A third of annual global exports go to the contraband market, representing an enormous impact on consumption, which has been faulted for an increase in the burden of disease, especially in poorer countries like Kenya.
It is also estimated that one in every five products sold in Kenya is counterfeited with as much as four million Kenyans or more using counterfeit goods including sugar, cigarettes, bottled water and cooking oil, a growing concern now feared to be putting the lives of consumers’ health and security at risk.
“Smuggling syndicates are getting rich, corrupting officials and endangering lives.
Government must rethink its approach to illicit trade, enforcement agencies must redouble their efforts to counter illicit trade and the justice system must ensure that any participants in illicit trade suffer the harshest of punishments,” said Mutoro.
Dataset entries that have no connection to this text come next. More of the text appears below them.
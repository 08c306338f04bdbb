//! CSV loader for quarterly actuals.
//!
//! ## CSV Format
//!
//! Column order does **not** matter (headers are matched by name). All header
//! names are case-sensitive and must match exactly.
//!
//! | Column       | Required | Type    | Notes                               |
//! |--------------|----------|---------|-------------------------------------|
//! | `quarter`    | yes      | string  | Free label, e.g. `Q1 2025`          |
//! | `revenue`    | yes      | decimal | Naira, e.g. `2500000`               |
//! | `production` | yes      | decimal | Kilograms of flour                  |
//! | `target`     | yes      | decimal | Revenue target for the quarter      |
//! | `expenses`   | yes      | decimal | Naira                               |
//!
//! ### Example
//!
//! ```csv
//! quarter,revenue,production,target,expenses
//! Q1 2025,2500000,5000,3000000,1800000
//! Q2 2025,3200000,6500,3200000,2100000
//! ```
use std::path::{Path, PathBuf};

use plantain_core::calculations::progress::QuarterRecord;
use rust_decimal::Decimal;
use serde::Deserialize;
use tracing::debug;

// ---------------------------------------------------------------------------
// Serde-compatible row that mirrors the CSV layout exactly
// ---------------------------------------------------------------------------

#[derive(Debug, Deserialize)]
struct CsvRow {
    quarter: String,
    revenue: Decimal,
    production: Decimal,
    target: Decimal,
    expenses: Decimal,
}

// ---------------------------------------------------------------------------
// Public error type
// ---------------------------------------------------------------------------

/// Errors that can occur while loading or converting CSV data.
#[derive(Debug, thiserror::Error)]
pub enum CsvLoadError {
    #[error("cannot read '{path}': {source}")]
    Io {
        path: PathBuf,
        #[source]
        source: std::io::Error,
    },

    /// The underlying CSV deserialisation failed (bad structure, missing
    /// required column, type mismatch, etc.).
    #[error("CSV parse error: {0}")]
    Parse(#[from] csv::Error),

    /// A row has an empty `quarter` label. `row` is 1-based (header = row 0).
    #[error("missing quarter label on row {row}")]
    MissingQuarter { row: usize },

    #[error("column '{column}' must be non-negative on row {row}, got {value}")]
    NegativeValue {
        column: &'static str,
        value: Decimal,
        row: usize,
    },
}

// ---------------------------------------------------------------------------
// Core loader
// ---------------------------------------------------------------------------

fn convert_row(
    row: CsvRow,
    row_number: usize,
) -> Result<QuarterRecord, CsvLoadError> {
    if row.quarter.is_empty() {
        return Err(CsvLoadError::MissingQuarter { row: row_number });
    }
    for (column, value) in [
        ("revenue", row.revenue),
        ("production", row.production),
        ("target", row.target),
        ("expenses", row.expenses),
    ] {
        if value < Decimal::ZERO {
            return Err(CsvLoadError::NegativeValue {
                column,
                value,
                row: row_number,
            });
        }
    }

    Ok(QuarterRecord {
        quarter: row.quarter,
        revenue: row.revenue,
        production: row.production,
        target: row.target,
        expenses: row.expenses,
    })
}

/// Parse CSV text and return the quarters in file order.
///
/// # Errors
///
/// * [CsvLoadError::Parse] – if the CSV is structurally invalid or a
///   required field cannot be deserialised.
/// * [CsvLoadError::MissingQuarter] / [CsvLoadError::NegativeValue] – if a
///   row fails validation.
pub fn load_from_str(input: &str) -> Result<Vec<QuarterRecord>, CsvLoadError> {
    let mut reader = csv::ReaderBuilder::new()
        .has_headers(true)
        .trim(csv::Trim::All)
        .flexible(false)
        .from_reader(input.as_bytes());

    reader
        .deserialize::<CsvRow>()
        .enumerate()
        .map(|(idx, result)| {
            let row = result?;
            convert_row(row, idx + 1)
        })
        .collect()
}

/// Reads a file from disk and delegates to [load_from_str].
pub fn load_from_file(path: &Path) -> Result<Vec<QuarterRecord>, CsvLoadError> {
    let contents = std::fs::read_to_string(path).map_err(|source| CsvLoadError::Io {
        path: path.to_path_buf(),
        source,
    })?;
    let quarters = load_from_str(&contents)?;
    debug!(path = %path.display(), rows = quarters.len(), "loaded quarterly actuals");
    Ok(quarters)
}

// ---------------------------------------------------------------------------
// Tests
// ---------------------------------------------------------------------------

#[cfg(test)]
mod tests {
    use super::*;
    use pretty_assertions::assert_eq;
    use rust_decimal_macros::dec;

    const HEADER: &str = "quarter,revenue,production,target,expenses";

    // -----------------------------------------------------------------------
    // Helper: two quarters
    // -----------------------------------------------------------------------
    const TWO_QUARTERS_CSV: &str = "\
quarter,revenue,production,target,expenses
Q1 2025,2500000,5000,3000000,1800000
Q2 2025,3200000.50,6500,3200000,2100000
";

    // -----------------------------------------------------------------------
    // 1. Happy path
    // -----------------------------------------------------------------------
    #[test]
    fn test_rows_parse_in_file_order() {
        let quarters = load_from_str(TWO_QUARTERS_CSV).expect("should parse");

        assert_eq!(quarters.len(), 2);
        assert_eq!(quarters[0].quarter, "Q1 2025");
        assert_eq!(quarters[0].revenue, dec!(2500000));
        assert_eq!(quarters[0].expenses, dec!(1800000));
        assert_eq!(quarters[1].quarter, "Q2 2025");
        assert_eq!(quarters[1].revenue, dec!(3200000.50));
        assert_eq!(quarters[1].production, dec!(6500));
    }

    #[test]
    fn test_column_order_does_not_matter() {
        let csv = "\
expenses,target,quarter,production,revenue
1800000,3000000,Q1,5000,2500000
";
        let quarters = load_from_str(csv).expect("column order should not matter");

        assert_eq!(quarters[0].quarter, "Q1");
        assert_eq!(quarters[0].target, dec!(3000000));
        assert_eq!(quarters[0].revenue, dec!(2500000));
    }

    #[test]
    fn test_whitespace_around_values_is_trimmed() {
        let csv = "\
quarter , revenue , production , target , expenses
 Q3 2025 , 3800000 , 7200 , 3500000 , 2300000
";
        let quarters = load_from_str(csv).expect("should tolerate surrounding whitespace");

        assert_eq!(quarters[0].quarter, "Q3 2025");
        assert_eq!(quarters[0].production, dec!(7200));
    }

    #[test]
    fn test_header_only_returns_empty_vec() {
        let quarters = load_from_str(&format!("{HEADER}\n")).expect("header-only CSV is valid");
        assert!(quarters.is_empty());
    }

    // -----------------------------------------------------------------------
    // 2. Errors
    // -----------------------------------------------------------------------
    #[test]
    fn test_missing_column_returns_parse_error() {
        let csv = "quarter,revenue,production,target\nQ1,1,1,1\n";

        match load_from_str(csv).unwrap_err() {
            CsvLoadError::Parse(_) => {}
            other => panic!("expected Parse error, got {:?}", other),
        }
    }

    #[test]
    fn test_non_numeric_value_returns_parse_error() {
        let csv = format!("{HEADER}\nQ1,lots,5000,3000000,1800000\n");

        match load_from_str(&csv).unwrap_err() {
            CsvLoadError::Parse(_) => {}
            other => panic!("expected Parse error, got {:?}", other),
        }
    }

    #[test]
    fn test_empty_quarter_label_reports_row() {
        let csv = format!("{HEADER}\nQ1,1,1,1,1\n,2,2,2,2\n");

        match load_from_str(&csv).unwrap_err() {
            CsvLoadError::MissingQuarter { row } => assert_eq!(row, 2),
            other => panic!("expected MissingQuarter, got {:?}", other),
        }
    }

    #[test]
    fn test_negative_value_names_column() {
        let csv = format!("{HEADER}\nQ1,2500000,5000,3000000,-1\n");

        match load_from_str(&csv).unwrap_err() {
            CsvLoadError::NegativeValue { column, value, row } => {
                assert_eq!(column, "expenses");
                assert_eq!(value, dec!(-1));
                assert_eq!(row, 1);
            }
            other => panic!("expected NegativeValue, got {:?}", other),
        }
    }
}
Willis Okumu, a researcher, ENACT Programme – a capacity building lobby group, believes that high production costs and the mismanagement of factories are to blame for the drop in sugar production in Kenya over the past two decades, opening the door for smugglers.
“This ‘sweet secret’ occurs through Kenya’s porous international borders with Uganda (Busia, Lwakhakha, and Sio Port), Tanzania (Sirare and Namanga), Ethiopia (Moyale), and Somalia (Mandera), reads in part his research work.
In 2020, for instance, sugar made up 48 percent of the goods smuggled into the country, according to the National Crime Research Centre, which also noted that Kenyan criminals working in Western region of the country where majority of sugar factories are based, are colluding with Ugandan factory workers who smuggle sugar and sell it to Kenyans along the border areas.
On the other hand, BAT Kenya estimates that illegal tobacco trade in Kenya accounted for over 12 percent of the market at the end of 2017 – losing government some Sh 2.2 billion in excise revenues and leading to less government revenue contribution from legitimate cigarette sales.
The biggest driver of illicit tobacco trade is believed to be tax-evaded cigarettes with most of such products disguised in fake tax stamps, cigarettes for export that are not sold in their destination market and cigarettes smuggled into the country.